EXERCISE PROMPT: Find the lines in the records below that contain "join", and report each of them.

THE INPUT:
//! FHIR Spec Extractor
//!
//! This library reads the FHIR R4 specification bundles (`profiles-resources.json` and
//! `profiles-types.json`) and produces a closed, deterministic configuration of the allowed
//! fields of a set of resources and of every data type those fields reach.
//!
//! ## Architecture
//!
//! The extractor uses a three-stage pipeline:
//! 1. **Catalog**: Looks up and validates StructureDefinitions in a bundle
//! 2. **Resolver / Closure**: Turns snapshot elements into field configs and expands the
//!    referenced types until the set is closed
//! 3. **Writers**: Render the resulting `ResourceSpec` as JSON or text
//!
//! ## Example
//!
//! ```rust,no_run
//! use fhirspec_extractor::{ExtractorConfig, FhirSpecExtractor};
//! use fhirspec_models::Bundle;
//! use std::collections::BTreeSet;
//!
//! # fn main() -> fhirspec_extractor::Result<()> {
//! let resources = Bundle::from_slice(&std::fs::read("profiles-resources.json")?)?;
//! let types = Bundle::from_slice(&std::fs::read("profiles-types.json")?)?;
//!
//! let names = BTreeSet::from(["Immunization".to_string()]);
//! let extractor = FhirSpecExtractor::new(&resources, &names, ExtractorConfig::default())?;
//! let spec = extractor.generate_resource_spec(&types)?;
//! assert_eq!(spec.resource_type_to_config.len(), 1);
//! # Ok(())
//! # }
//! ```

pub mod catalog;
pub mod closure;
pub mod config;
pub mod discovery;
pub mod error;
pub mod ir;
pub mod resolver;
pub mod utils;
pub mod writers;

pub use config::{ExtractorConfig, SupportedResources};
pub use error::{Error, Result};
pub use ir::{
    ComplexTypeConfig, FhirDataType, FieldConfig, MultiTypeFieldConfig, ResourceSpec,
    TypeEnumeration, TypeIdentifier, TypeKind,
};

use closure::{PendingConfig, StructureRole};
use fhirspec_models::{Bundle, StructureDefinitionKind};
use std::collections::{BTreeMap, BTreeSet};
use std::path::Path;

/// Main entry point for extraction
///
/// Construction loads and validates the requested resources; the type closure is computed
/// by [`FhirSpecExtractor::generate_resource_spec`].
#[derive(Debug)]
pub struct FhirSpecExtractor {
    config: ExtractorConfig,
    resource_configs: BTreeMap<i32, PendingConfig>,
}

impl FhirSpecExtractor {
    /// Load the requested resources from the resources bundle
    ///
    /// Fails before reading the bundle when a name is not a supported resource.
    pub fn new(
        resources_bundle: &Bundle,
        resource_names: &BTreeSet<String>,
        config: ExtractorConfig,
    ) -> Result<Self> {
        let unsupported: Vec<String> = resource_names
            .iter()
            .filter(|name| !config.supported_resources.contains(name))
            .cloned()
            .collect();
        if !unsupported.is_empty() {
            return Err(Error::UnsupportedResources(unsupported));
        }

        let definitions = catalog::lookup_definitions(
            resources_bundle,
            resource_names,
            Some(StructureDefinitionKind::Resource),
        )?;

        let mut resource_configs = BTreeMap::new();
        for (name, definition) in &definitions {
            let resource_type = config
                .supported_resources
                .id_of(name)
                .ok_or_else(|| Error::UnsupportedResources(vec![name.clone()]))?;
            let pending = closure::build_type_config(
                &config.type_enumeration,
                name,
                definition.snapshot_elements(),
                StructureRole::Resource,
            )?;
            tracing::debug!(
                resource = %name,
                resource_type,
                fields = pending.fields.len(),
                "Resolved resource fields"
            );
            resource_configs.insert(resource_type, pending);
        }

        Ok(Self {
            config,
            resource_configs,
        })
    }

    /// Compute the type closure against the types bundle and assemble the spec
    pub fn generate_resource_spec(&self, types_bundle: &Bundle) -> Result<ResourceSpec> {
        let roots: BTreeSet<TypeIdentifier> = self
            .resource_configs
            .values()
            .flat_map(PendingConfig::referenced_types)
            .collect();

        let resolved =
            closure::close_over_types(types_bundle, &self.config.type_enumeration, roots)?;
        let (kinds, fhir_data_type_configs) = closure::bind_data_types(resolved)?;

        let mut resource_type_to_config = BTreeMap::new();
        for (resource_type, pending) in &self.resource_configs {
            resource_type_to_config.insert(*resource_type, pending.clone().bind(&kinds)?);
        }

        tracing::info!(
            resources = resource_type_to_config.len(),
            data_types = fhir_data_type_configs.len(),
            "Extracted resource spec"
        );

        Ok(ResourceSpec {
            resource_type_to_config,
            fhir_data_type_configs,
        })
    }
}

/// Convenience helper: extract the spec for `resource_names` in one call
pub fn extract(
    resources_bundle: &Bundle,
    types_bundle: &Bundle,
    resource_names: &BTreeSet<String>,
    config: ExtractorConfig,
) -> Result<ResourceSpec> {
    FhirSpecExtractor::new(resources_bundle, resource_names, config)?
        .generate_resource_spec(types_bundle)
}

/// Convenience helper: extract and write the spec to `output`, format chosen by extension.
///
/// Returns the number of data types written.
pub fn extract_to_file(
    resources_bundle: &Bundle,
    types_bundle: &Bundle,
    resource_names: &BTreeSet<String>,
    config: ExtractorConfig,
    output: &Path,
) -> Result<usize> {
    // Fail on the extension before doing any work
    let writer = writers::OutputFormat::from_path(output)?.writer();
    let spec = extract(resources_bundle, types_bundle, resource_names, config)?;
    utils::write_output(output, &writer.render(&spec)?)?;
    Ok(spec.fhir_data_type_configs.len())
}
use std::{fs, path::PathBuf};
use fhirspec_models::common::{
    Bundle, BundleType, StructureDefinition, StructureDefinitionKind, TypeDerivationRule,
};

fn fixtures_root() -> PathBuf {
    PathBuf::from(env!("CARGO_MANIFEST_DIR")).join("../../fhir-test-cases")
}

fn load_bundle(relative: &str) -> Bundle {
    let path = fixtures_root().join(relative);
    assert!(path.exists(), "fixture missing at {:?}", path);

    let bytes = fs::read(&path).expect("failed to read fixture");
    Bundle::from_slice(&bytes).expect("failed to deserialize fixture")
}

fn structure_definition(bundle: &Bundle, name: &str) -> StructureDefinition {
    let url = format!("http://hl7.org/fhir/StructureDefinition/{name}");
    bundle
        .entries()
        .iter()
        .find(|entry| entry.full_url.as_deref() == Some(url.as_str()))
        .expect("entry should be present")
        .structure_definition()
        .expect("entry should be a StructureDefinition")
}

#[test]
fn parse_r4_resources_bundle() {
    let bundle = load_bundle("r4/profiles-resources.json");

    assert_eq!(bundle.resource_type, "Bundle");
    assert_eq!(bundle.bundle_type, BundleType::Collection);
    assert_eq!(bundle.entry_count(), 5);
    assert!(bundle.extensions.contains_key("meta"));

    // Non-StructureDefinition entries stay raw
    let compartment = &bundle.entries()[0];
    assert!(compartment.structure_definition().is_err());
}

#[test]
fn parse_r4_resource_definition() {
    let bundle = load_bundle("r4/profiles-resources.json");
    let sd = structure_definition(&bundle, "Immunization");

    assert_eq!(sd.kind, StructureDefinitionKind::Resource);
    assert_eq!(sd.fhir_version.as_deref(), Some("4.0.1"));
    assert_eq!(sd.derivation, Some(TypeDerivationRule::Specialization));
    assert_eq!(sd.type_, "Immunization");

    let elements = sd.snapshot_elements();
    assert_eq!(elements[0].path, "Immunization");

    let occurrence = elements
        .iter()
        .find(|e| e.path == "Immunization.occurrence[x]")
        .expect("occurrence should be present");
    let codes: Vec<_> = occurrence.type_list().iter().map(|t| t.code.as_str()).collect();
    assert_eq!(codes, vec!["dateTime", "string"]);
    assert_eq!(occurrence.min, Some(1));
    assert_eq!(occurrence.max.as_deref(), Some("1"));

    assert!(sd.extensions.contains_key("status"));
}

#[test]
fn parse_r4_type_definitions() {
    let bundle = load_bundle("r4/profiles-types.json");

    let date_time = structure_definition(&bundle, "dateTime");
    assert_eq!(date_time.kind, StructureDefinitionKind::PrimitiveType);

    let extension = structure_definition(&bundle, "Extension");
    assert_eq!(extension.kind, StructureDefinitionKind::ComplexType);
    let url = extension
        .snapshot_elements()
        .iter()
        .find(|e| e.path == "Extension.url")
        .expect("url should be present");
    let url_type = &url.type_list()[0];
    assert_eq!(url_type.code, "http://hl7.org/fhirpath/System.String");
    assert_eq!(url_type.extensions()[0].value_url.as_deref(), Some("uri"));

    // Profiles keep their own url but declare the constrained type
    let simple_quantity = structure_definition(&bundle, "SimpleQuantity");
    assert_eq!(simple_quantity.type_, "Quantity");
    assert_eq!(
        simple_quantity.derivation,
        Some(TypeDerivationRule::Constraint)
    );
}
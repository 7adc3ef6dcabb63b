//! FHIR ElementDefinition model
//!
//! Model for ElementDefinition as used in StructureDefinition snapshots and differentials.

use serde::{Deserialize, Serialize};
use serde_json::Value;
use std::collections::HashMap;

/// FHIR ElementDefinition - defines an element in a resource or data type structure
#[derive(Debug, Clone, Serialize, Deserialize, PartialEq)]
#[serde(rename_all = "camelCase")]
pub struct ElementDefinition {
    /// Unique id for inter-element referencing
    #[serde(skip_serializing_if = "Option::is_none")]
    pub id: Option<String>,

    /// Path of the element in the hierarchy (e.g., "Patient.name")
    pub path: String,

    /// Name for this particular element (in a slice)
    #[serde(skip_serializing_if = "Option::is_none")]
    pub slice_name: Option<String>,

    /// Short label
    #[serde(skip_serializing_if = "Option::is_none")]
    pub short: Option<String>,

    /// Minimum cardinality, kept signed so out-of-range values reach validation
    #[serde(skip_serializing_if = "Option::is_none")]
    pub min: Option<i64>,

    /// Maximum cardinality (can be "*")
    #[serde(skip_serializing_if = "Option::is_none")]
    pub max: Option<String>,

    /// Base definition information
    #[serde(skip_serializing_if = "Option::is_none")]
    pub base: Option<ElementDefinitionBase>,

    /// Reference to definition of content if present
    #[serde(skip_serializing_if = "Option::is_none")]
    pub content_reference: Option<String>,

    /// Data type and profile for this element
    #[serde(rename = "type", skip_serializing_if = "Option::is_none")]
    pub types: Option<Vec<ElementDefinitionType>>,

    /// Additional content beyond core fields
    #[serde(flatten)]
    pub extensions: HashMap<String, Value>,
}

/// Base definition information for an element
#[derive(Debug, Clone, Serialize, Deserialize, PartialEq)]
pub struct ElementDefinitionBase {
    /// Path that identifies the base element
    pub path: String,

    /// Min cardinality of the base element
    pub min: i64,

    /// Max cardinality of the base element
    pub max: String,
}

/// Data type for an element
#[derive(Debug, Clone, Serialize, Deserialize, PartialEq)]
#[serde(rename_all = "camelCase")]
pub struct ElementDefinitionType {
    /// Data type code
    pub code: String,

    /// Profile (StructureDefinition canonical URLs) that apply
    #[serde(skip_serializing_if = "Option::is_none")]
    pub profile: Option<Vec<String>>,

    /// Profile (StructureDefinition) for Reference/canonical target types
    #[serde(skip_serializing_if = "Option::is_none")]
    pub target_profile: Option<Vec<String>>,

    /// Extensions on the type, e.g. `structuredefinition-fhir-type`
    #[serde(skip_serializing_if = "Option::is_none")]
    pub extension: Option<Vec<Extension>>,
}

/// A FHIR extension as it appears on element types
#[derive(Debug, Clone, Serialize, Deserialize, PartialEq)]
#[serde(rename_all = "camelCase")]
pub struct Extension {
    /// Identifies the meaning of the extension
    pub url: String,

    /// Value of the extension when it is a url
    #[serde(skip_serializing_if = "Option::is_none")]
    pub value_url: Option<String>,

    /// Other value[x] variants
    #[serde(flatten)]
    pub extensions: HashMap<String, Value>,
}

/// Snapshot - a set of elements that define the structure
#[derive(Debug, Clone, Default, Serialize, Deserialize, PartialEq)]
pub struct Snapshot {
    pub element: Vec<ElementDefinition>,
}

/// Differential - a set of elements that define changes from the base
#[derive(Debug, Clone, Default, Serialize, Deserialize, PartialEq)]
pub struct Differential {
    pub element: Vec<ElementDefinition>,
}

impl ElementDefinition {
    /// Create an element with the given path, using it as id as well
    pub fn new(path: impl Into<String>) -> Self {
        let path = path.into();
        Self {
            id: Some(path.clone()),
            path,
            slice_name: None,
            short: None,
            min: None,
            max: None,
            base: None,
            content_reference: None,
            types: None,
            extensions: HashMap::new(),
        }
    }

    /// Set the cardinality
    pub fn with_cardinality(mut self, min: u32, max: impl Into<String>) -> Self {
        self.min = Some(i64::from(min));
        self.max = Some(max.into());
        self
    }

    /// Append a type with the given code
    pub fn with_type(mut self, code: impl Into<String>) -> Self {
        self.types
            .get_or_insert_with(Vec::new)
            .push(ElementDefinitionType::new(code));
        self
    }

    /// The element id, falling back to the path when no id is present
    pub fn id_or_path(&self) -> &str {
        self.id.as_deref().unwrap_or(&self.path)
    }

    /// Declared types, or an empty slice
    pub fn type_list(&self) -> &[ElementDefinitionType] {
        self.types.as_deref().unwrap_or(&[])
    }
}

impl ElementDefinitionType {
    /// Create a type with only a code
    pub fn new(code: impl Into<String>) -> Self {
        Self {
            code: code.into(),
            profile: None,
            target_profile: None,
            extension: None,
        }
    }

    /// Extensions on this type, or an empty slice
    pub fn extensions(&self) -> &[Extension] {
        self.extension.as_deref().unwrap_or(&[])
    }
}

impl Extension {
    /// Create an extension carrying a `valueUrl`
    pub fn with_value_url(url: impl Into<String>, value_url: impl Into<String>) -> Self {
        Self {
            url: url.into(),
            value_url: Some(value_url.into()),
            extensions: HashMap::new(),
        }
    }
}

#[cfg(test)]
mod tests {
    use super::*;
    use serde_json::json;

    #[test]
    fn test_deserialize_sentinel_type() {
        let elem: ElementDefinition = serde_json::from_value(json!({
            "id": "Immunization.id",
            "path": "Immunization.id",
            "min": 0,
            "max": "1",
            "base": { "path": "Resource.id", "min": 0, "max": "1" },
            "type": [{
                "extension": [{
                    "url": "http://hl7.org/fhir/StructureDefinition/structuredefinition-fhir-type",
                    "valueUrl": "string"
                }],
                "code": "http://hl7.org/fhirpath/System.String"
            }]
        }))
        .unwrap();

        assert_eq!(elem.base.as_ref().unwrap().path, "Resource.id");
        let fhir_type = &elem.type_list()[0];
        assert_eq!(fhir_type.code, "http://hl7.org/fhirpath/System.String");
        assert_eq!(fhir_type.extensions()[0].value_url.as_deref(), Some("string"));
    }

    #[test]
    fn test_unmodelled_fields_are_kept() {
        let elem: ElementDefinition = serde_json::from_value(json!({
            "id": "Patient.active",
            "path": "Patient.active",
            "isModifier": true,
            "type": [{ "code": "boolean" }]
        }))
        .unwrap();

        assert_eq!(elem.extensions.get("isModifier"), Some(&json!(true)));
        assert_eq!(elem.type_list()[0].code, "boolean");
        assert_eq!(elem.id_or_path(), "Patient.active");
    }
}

SOLUTION TO THIS EXERCISE:
    PathBuf::from(env!("CARGO_MANIFEST_DIR")).join("../../fhir-test-cases")
    let path = fixtures_root().join(relative);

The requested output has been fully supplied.